## YOUR TASK
Please repeat each of the records that follow, exactly as written.

## RECORDS FOR PROCESSING
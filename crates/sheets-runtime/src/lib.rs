#![forbid(unsafe_code)]

//! Instance registry and call queue.
//!
//! Binds string keys to [`ModalInstance`](sheets_modal::ModalInstance)s and
//! serializes every control call through [`CallQueue`] lanes, so a call
//! never starts mutating the document before the previous call's
//! transition has resolved.

pub mod config;
pub mod handle;
pub mod queue;
pub mod registry;
pub mod runtime;

pub use config::{DEFAULT_CALL_GAP, QueueScope, RuntimeConfig};
pub use handle::{AnimationHandle, ModalHandle};
pub use queue::{CallQueue, ErrorHandler};
pub use registry::{DEFAULT_KEY, ModalRef, ModalRegistry};
pub use runtime::ModalRuntime;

## TASK ANSWER
filename crates/sheets-runtime/src/lib.rs
#![forbid(unsafe_code)]

//! Instance registry and call queue.
//!
//! Binds string keys to [`ModalInstance`](sheets_modal::ModalInstance)s and
//! serializes every control call through [`CallQueue`] lanes, so a call
//! never starts mutating the document before the previous call's
//! transition has resolved.

pub mod config;
pub mod handle;
pub mod queue;
pub mod registry;
pub mod runtime;

pub use config::{DEFAULT_CALL_GAP, QueueScope, RuntimeConfig};
pub use handle::{AnimationHandle, ModalHandle};
pub use queue::{CallQueue, ErrorHandler};
pub use registry::{DEFAULT_KEY, ModalRef, ModalRegistry};
pub use runtime::ModalRuntime;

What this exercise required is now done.